Edmonton's non-profit Metro Cinema Society took control of the Garneau Theatre on July 1, 2011. Representatives of Magic Lantern Theatres complained that the grant supported organization had pushed their private business out of the theatre. The theatre remained closed for more than two months while it underwent significant maintenance. One article noted that the carpets were cleaned "for the first time in speculation".

Metro officially reopened the Garneau on September 16, 2011 promising new films daily and guest curated festivals. Events staged at the Garneau annually include the Northwestfest documentary film festival, and the Rainbow Visions Film Festival for LGBTQ film.

==Architecture==
Suburban Theatres commissioned William George Blakey as The Garneau Theatre's architect in the late 1930s. His other extant buildings include Edmonton's Christ Church, Masonic Temple, and Roxy Theatre. It is the last modernist theatre still used for its original purpose in Alberta.

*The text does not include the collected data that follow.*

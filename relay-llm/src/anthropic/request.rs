use super::CacheTtl;
use super::response::REDACTED_THINKING_FIELD;
use crate::error::{LlmError, Result};
use crate::history::{
    EMPTY_AI_PLACEHOLDER, EMPTY_HUMAN_PLACEHOLDER, StripPolicy, pair_tool_calls, strip_thinking,
    tool_result_text, truncate_tool_output,
};
use crate::schema::{SchemaDialect, clean_schema};
use crate::settings::ReasoningSettings;
use crate::tools::{ToolNameMap, to_anthropic_tool_id};
use crate::types::{Block, NormalizedContent, Speaker, ToolDefinition};
use serde::Serialize;
use std::collections::HashSet;

pub(crate) const ANTHROPIC_VERSION: &str = "2023-06-01";
const BETA_OAUTH: &str = "oauth-2025-04-20";
const BETA_EXTENDED_CACHE_TTL: &str = "extended-cache-ttl-2025-04-11";
const BETA_INTERLEAVED_THINKING: &str = "interleaved-thinking-2025-05-14";

/// Everything the translator needs besides the conversation itself.
#[derive(Debug, Clone)]
pub struct AnthropicRequestOptions {
    pub model: String,
    pub max_tokens: u32,
    pub stream: bool,
    pub system_prompt: Option<String>,
    pub cache: Option<CacheTtl>,
    pub tool_output_max_tokens: usize,
    pub reasoning: ReasoningSettings,
    pub strip: StripPolicy,
    pub oauth: bool,
    pub custom_headers: Vec<(String, String)>,
}

#[derive(Debug, Clone, Serialize)]
pub struct AnthropicRequest {
    pub model: String,
    pub max_tokens: u32,
    #[serde(skip_serializing_if = "Vec::is_empty")]
    pub system: Vec<AnthropicContentBlock>,
    pub messages: Vec<AnthropicMessage>,
    #[serde(skip_serializing_if = "Vec::is_empty")]
    pub tools: Vec<AnthropicTool>,
    #[serde(skip_serializing_if = "Option::is_none")]
    pub stream: Option<bool>,
    #[serde(skip_serializing_if = "Option::is_none")]
    pub thinking: Option<ThinkingParam>,
    /// Non-credential headers sent with the body.
    #[serde(skip)]
    pub headers: Vec<(String, String)>,
}

#[derive(Debug, Clone, Serialize)]
pub struct ThinkingParam {
    #[serde(rename = "type")]
    pub kind: &'static str,
    pub budget_tokens: u32,
}

#[derive(Debug, Clone, Serialize)]
pub struct AnthropicTool {
    pub name: String,
    pub description: String,
    pub input_schema: serde_json::Value,
}

#[derive(Debug, Clone, Copy, PartialEq, Eq, Serialize)]
#[serde(rename_all = "lowercase")]
pub enum AnthropicRole {
    User,
    Assistant,
}

#[derive(Debug, Clone, Serialize)]
pub struct AnthropicMessage {
    pub role: AnthropicRole,
    pub content: Vec<AnthropicContentBlock>,
}

#[derive(Debug, Clone, PartialEq, Serialize)]
pub struct CacheControl {
    #[serde(rename = "type")]
    pub kind: &'static str,
    #[serde(skip_serializing_if = "Option::is_none")]
    pub ttl: Option<&'static str>,
}

impl CacheControl {
    fn for_ttl(ttl: CacheTtl) -> Self {
        Self {
            kind: "ephemeral",
            ttl: match ttl {
                CacheTtl::FiveMinutes => None,
                CacheTtl::OneHour => Some("1h"),
            },
        }
    }
}

#[derive(Debug, Clone, Serialize)]
#[serde(tag = "type", rename_all = "snake_case")]
pub enum AnthropicContentBlock {
    Text {
        text: String,
        #[serde(skip_serializing_if = "Option::is_none")]
        cache_control: Option<CacheControl>,
    },
    ToolUse {
        id: String,
        name: String,
        input: serde_json::Value,
        #[serde(skip_serializing_if = "Option::is_none")]
        cache_control: Option<CacheControl>,
    },
    ToolResult {
        tool_use_id: String,
        content: String,
        #[serde(skip_serializing_if = "std::ops::Not::not")]
        is_error: bool,
        #[serde(skip_serializing_if = "Option::is_none")]
        cache_control: Option<CacheControl>,
    },
    Thinking {
        thinking: String,
        signature: String,
    },
    RedactedThinking {
        data: String,
    },
}

impl AnthropicContentBlock {
    fn text(text: impl Into<String>) -> Self {
        Self::Text {
            text: text.into(),
            cache_control: None,
        }
    }

    fn is_blank(&self) -> bool {
        matches!(self, Self::Text { text, .. } if text.trim().is_empty())
    }

    /// Blocks that can carry a cache breakpoint and have non-whitespace content.
    fn is_cacheable(&self) -> bool {
        match self {
            Self::Text { text, .. } => !text.trim().is_empty(),
            Self::ToolResult { content, .. } => !content.trim().is_empty(),
            Self::ToolUse { .. } => true,
            Self::Thinking { .. } | Self::RedactedThinking { .. } => false,
        }
    }

    fn set_cache_control(&mut self, control: CacheControl) {
        match self {
            Self::Text { cache_control, .. }
            | Self::ToolUse { cache_control, .. }
            | Self::ToolResult { cache_control, .. } => *cache_control = Some(control),
            Self::Thinking { .. } | Self::RedactedThinking { .. } => {}
        }
    }

    pub fn cache_control(&self) -> Option<&CacheControl> {
        match self {
            Self::Text { cache_control, .. }
            | Self::ToolUse { cache_control, .. }
            | Self::ToolResult { cache_control, .. } => cache_control.as_ref(),
            Self::Thinking { .. } | Self::RedactedThinking { .. } => None,
        }
    }
}

impl AnthropicRequest {
    /// Translate the normalized conversation into a Messages API request.
    pub fn new(
        conversation: &[NormalizedContent],
        tools: &[ToolDefinition],
        tool_names: &ToolNameMap,
        options: &AnthropicRequestOptions,
    ) -> Result<Self> {
        let history = pair_tool_calls(&strip_thinking(conversation, options.strip));

        let mut turns: Vec<(AnthropicRole, Vec<AnthropicContentBlock>)> = Vec::new();
        for content in &history {
            let (role, blocks) = translate_turn(content, tool_names, options);
            match turns.last_mut() {
                Some((last_role, last_blocks)) if *last_role == role => {
                    last_blocks.extend(blocks)
                }
                _ => turns.push((role, blocks)),
            }
        }

        let last = turns.len().saturating_sub(1);
        let mut messages: Vec<AnthropicMessage> = turns
            .into_iter()
            .enumerate()
            .map(|(i, (role, blocks))| AnthropicMessage {
                role,
                content: sanitize_blocks(role, blocks, i == last),
            })
            .collect();

        validate_tool_pairing(&messages)?;

        let mut system = match options.system_prompt.as_deref().map(str::trim) {
            Some(prompt) if !prompt.is_empty() => vec![AnthropicContentBlock::text(prompt)],
            _ => Vec::new(),
        };

        if let Some(ttl) = options.cache {
            if let Some(block) = system.last_mut() {
                block.set_cache_control(CacheControl::for_ttl(ttl));
            }
            if let Some(block) = messages
                .last_mut()
                .and_then(|m| m.content.last_mut())
                .filter(|b| b.is_cacheable())
            {
                block.set_cache_control(CacheControl::for_ttl(ttl));
            }
        }

        let thinking = options.reasoning.enabled.then_some(ThinkingParam {
            kind: "enabled",
            budget_tokens: options.reasoning.budget_tokens,
        });
        let max_tokens = match &thinking {
            Some(t) if options.max_tokens <= t.budget_tokens => t.budget_tokens + options.max_tokens,
            _ => options.max_tokens,
        };

        Ok(Self {
            model: options.model.clone(),
            max_tokens,
            system,
            messages,
            tools: tools
                .iter()
                .map(|t| AnthropicTool {
                    name: tool_names.outbound(&t.name),
                    description: t.description.clone(),
                    input_schema: clean_schema(&t.parameters, SchemaDialect::Anthropic),
                })
                .collect(),
            stream: options.stream.then_some(true),
            thinking,
            headers: request_headers(options),
        })
    }
}

fn request_headers(options: &AnthropicRequestOptions) -> Vec<(String, String)> {
    let mut betas = Vec::new();
    if options.oauth {
        betas.push(BETA_OAUTH);
    }
    if options.cache == Some(CacheTtl::OneHour) {
        betas.push(BETA_EXTENDED_CACHE_TTL);
    }
    if options.reasoning.enabled {
        betas.push(BETA_INTERLEAVED_THINKING);
    }

    let mut headers = vec![
        ("anthropic-version".to_string(), ANTHROPIC_VERSION.to_string()),
        (
            "User-Agent".to_string(),
            format!("relay/{}", env!("CARGO_PKG_VERSION")),
        ),
    ];
    if !betas.is_empty() {
        headers.push(("anthropic-beta".to_string(), betas.join(",")));
    }
    headers.extend(options.custom_headers.iter().cloned());
    headers
}

fn translate_turn(
    content: &NormalizedContent,
    tool_names: &ToolNameMap,
    options: &AnthropicRequestOptions,
) -> (AnthropicRole, Vec<AnthropicContentBlock>) {
    let role = match content.speaker {
        Speaker::Ai => AnthropicRole::Assistant,
        Speaker::Human | Speaker::Tool => AnthropicRole::User,
    };

    let mut blocks = Vec::with_capacity(content.blocks.len());
    for block in &content.blocks {
        match block {
            Block::Text { text } => blocks.push(AnthropicContentBlock::text(text.clone())),
            Block::ToolCall {
                id,
                name,
                parameters,
            } if role == AnthropicRole::Assistant => {
                let input = match parameters {
                    serde_json::Value::Object(_) => parameters.clone(),
                    _ => serde_json::json!({}),
                };
                blocks.push(AnthropicContentBlock::ToolUse {
                    id: to_anthropic_tool_id(id),
                    name: tool_names.outbound(name),
                    input,
                    cache_control: None,
                });
            }
            Block::ToolResponse {
                call_id,
                result,
                error,
                ..
            } => blocks.push(tool_result_block(
                call_id,
                result,
                error.as_deref(),
                options.tool_output_max_tokens,
            )),
            Block::Thinking {
                thought,
                source_field,
                signature,
                ..
            } if role == AnthropicRole::Assistant && options.reasoning.enabled => {
                let Some(signature) = signature.as_deref().filter(|s| !s.is_empty()) else {
                    continue;
                };
                if source_field == REDACTED_THINKING_FIELD {
                    blocks.push(AnthropicContentBlock::RedactedThinking {
                        data: signature.to_string(),
                    });
                } else {
                    blocks.push(AnthropicContentBlock::Thinking {
                        thinking: thought.clone(),
                        signature: signature.to_string(),
                    });
                }
            }
            _ => {}
        }
    }

    if role == AnthropicRole::Assistant {
        // Thinking must lead the assistant turn.
        blocks.sort_by_key(|b| {
            !matches!(
                b,
                AnthropicContentBlock::Thinking { .. } | AnthropicContentBlock::RedactedThinking { .. }
            )
        });
    }
    (role, blocks)
}

fn tool_result_block(
    call_id: &str,
    result: &serde_json::Value,
    error: Option<&str>,
    max_tokens: usize,
) -> AnthropicContentBlock {
    let mut content = tool_result_text(result);
    let mut is_error = error.is_some();
    if let Some(err) = error {
        if content.trim().is_empty() {
            content = err.to_string();
        }
    }
    if let Some(truncated) = truncate_tool_output(&content, max_tokens) {
        content = truncated;
        is_error = true;
    }
    AnthropicContentBlock::ToolResult {
        tool_use_id: to_anthropic_tool_id(call_id),
        content,
        is_error,
        cache_control: None,
    }
}

/// Drop blank text blocks and substitute placeholders for turns left empty. The final turn is
/// exempt from substitution: if it is entirely blank it is kept as sent.
fn sanitize_blocks(
    role: AnthropicRole,
    blocks: Vec<AnthropicContentBlock>,
    is_last: bool,
) -> Vec<AnthropicContentBlock> {
    let filtered: Vec<AnthropicContentBlock> =
        blocks.iter().filter(|b| !b.is_blank()).cloned().collect();

    let mut out = if !filtered.is_empty() {
        filtered
    } else if is_last {
        if blocks.is_empty() {
            vec![AnthropicContentBlock::text("")]
        } else {
            blocks
        }
    } else {
        let placeholder = match role {
            AnthropicRole::Assistant => EMPTY_AI_PLACEHOLDER,
            AnthropicRole::User => EMPTY_HUMAN_PLACEHOLDER,
        };
        vec![AnthropicContentBlock::text(placeholder)]
    };

    if role == AnthropicRole::User {
        // Tool results must lead the user turn that answers a tool_use.
        out.sort_by_key(|b| !matches!(b, AnthropicContentBlock::ToolResult { .. }));
    }
    out
}

fn validate_tool_pairing(messages: &[AnthropicMessage]) -> Result<()> {
    for (i, message) in messages.iter().enumerate() {
        if message.role != AnthropicRole::Assistant {
            continue;
        }
        let calls: Vec<&str> = message
            .content
            .iter()
            .filter_map(|b| match b {
                AnthropicContentBlock::ToolUse { id, .. } => Some(id.as_str()),
                _ => None,
            })
            .collect();
        if calls.is_empty() {
            continue;
        }
        let answered: HashSet<&str> = messages
            .get(i + 1)
            .map(|next| {
                next.content
                    .iter()
                    .filter_map(|b| match b {
                        AnthropicContentBlock::ToolResult { tool_use_id, .. } => {
                            Some(tool_use_id.as_str())
                        }
                        _ => None,
                    })
                    .collect()
            })
            .unwrap_or_default();
        if let Some(missing) = calls.iter().find(|id| !answered.contains(*id)) {
            return Err(LlmError::ToolPairing(format!(
                "tool_use {missing} is not answered by the following message"
            )));
        }
    }
    Ok(())
}
//! Credential resolution.
//!
//! Resolution is a pure function over an [`AuthSources`] snapshot; the result is the closed
//! [`ClientVariant`] that decides endpoint and auth headers for the call.

use crate::client::Provider;
use crate::error::{LlmError, Result};
use crate::settings::EffectiveSettings;
use async_trait::async_trait;
use std::collections::HashMap;
use std::fmt;
use std::path::PathBuf;
use std::sync::Arc;

const ENV_KEYS: &[&str] = &[
    "ANTHROPIC_API_KEY",
    "GEMINI_API_KEY",
    "GOOGLE_API_KEY",
    "GOOGLE_CLOUD_PROJECT",
    "GOOGLE_CLOUD_LOCATION",
    "GOOGLE_CLOUD_ACCESS_TOKEN",
];

/// Supplies OAuth bearer tokens. `Ok(None)` means no token is available without running the
/// interactive login flow.
#[async_trait]
pub trait TokenProvider: Send + Sync {
    async fn token(&self, provider: Provider) -> Result<Option<String>>;
}

#[derive(Debug, Clone, Copy, PartialEq, Eq)]
pub enum AuthMode {
    ApiKey,
    Vertex,
    OAuth,
}

#[derive(Clone, PartialEq, Eq)]
pub enum ClientVariant {
    ApiKey {
        key: String,
    },
    Vertex {
        project: String,
        location: String,
        access_token: String,
    },
    OAuth {
        token: String,
    },
}

impl ClientVariant {
    pub fn mode(&self) -> AuthMode {
        match self {
            Self::ApiKey { .. } => AuthMode::ApiKey,
            Self::Vertex { .. } => AuthMode::Vertex,
            Self::OAuth { .. } => AuthMode::OAuth,
        }
    }
}

impl fmt::Debug for ClientVariant {
    fn fmt(&self, f: &mut fmt::Formatter<'_>) -> fmt::Result {
        match self {
            Self::ApiKey { .. } => f.write_str("ApiKey { .. }"),
            Self::Vertex {
                project, location, ..
            } => f
                .debug_struct("Vertex")
                .field("project", project)
                .field("location", location)
                .finish_non_exhaustive(),
            Self::OAuth { .. } => f.write_str("OAuth { .. }"),
        }
    }
}

#[derive(Clone, Default)]
pub struct AuthSources {
    pub explicit_key: Option<String>,
    pub key_file: Option<PathBuf>,
    pub env: HashMap<String, String>,
    pub oauth: Option<Arc<dyn TokenProvider>>,
}

impl AuthSources {
    /// Snapshot of the process environment plus the `auth-key`/`auth-keyfile` settings.
    pub fn from_env(settings: &EffectiveSettings) -> Self {
        let env = ENV_KEYS
            .iter()
            .filter_map(|k| std::env::var(k).ok().map(|v| (k.to_string(), v)))
            .collect();
        Self {
            explicit_key: settings.get_str("auth-key").map(str::to_string),
            key_file: settings.get_str("auth-keyfile").map(PathBuf::from),
            env,
            oauth: None,
        }
    }

    pub fn with_oauth(mut self, provider: Arc<dyn TokenProvider>) -> Self {
        self.oauth = Some(provider);
        self
    }

    fn env_value(&self, key: &str) -> Option<String> {
        self.env
            .get(key)
            .map(|v| v.trim().to_string())
            .filter(|v| !v.is_empty())
    }
}

#[tracing::instrument(level = "debug", skip_all, fields(provider = provider.as_str()))]
pub async fn resolve_auth(provider: Provider, sources: &AuthSources) -> Result<ClientVariant> {
    let mut checked = Vec::new();

    checked.push("auth-key".to_string());
    if let Some(key) = sources
        .explicit_key
        .as_deref()
        .map(str::trim)
        .filter(|k| !k.is_empty())
    {
        return Ok(ClientVariant::ApiKey {
            key: key.to_string(),
        });
    }

    if let Some(path) = &sources.key_file {
        checked.push(format!("auth-keyfile ({})", path.display()));
        match tokio::fs::read_to_string(path).await {
            Ok(contents) if !contents.trim().is_empty() => {
                return Ok(ClientVariant::ApiKey {
                    key: contents.trim().to_string(),
                });
            }
            Ok(_) => tracing::warn!(path = %path.display(), "auth keyfile is empty"),
            Err(e) => tracing::warn!(path = %path.display(), %e, "auth keyfile unreadable"),
        }
    }

    let env_keys: &[&str] = match provider {
        Provider::Anthropic => &["ANTHROPIC_API_KEY"],
        Provider::Gemini => &["GEMINI_API_KEY", "GOOGLE_API_KEY"],
    };
    for key in env_keys {
        checked.push((*key).to_string());
        if let Some(value) = sources.env_value(key) {
            return Ok(ClientVariant::ApiKey { key: value });
        }
    }

    if provider == Provider::Gemini {
        checked.push("vertex (GOOGLE_CLOUD_PROJECT + GOOGLE_CLOUD_LOCATION)".to_string());
        if let (Some(project), Some(location)) = (
            sources.env_value("GOOGLE_CLOUD_PROJECT"),
            sources.env_value("GOOGLE_CLOUD_LOCATION"),
        ) {
            let token = match sources.env_value("GOOGLE_CLOUD_ACCESS_TOKEN") {
                Some(token) => Some(token),
                None => match &sources.oauth {
                    Some(oauth) => oauth.token(provider).await?,
                    None => None,
                },
            };
            if let Some(access_token) = token {
                return Ok(ClientVariant::Vertex {
                    project,
                    location,
                    access_token,
                });
            }
        }
    }

    if let Some(oauth) = &sources.oauth {
        checked.push("oauth".to_string());
        if let Some(token) = oauth.token(provider).await? {
            return Ok(ClientVariant::OAuth { token });
        }
    }

    Err(LlmError::Authentication {
        provider: provider.as_str().to_string(),
        checked,
    })
}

Blakey's design economized by featuring a raised terrace rather than a balcony. The lobby was modern, featuring curved walls, understated gumwood doors, and simple semi-circular light fixtures. The theatre itself had a bold colour scheme, with recessed neon lighting, ultramarine walls, blue chairs, red love seats, and gold highlights around the proscenium.

Over the years, light fixtures from several other theatres were acquired and integrated into the Garneau. Currently, the theatre contains lighting salvaged from Edmonton's original Varscona Theatre (distinct from the current Varscona Theatre, a live venue), Innisfail's Royal Theatre, Melfort Saskatchewan's Grand Theatre, and Coeur d'Alene Idaho's Wilma Theatre.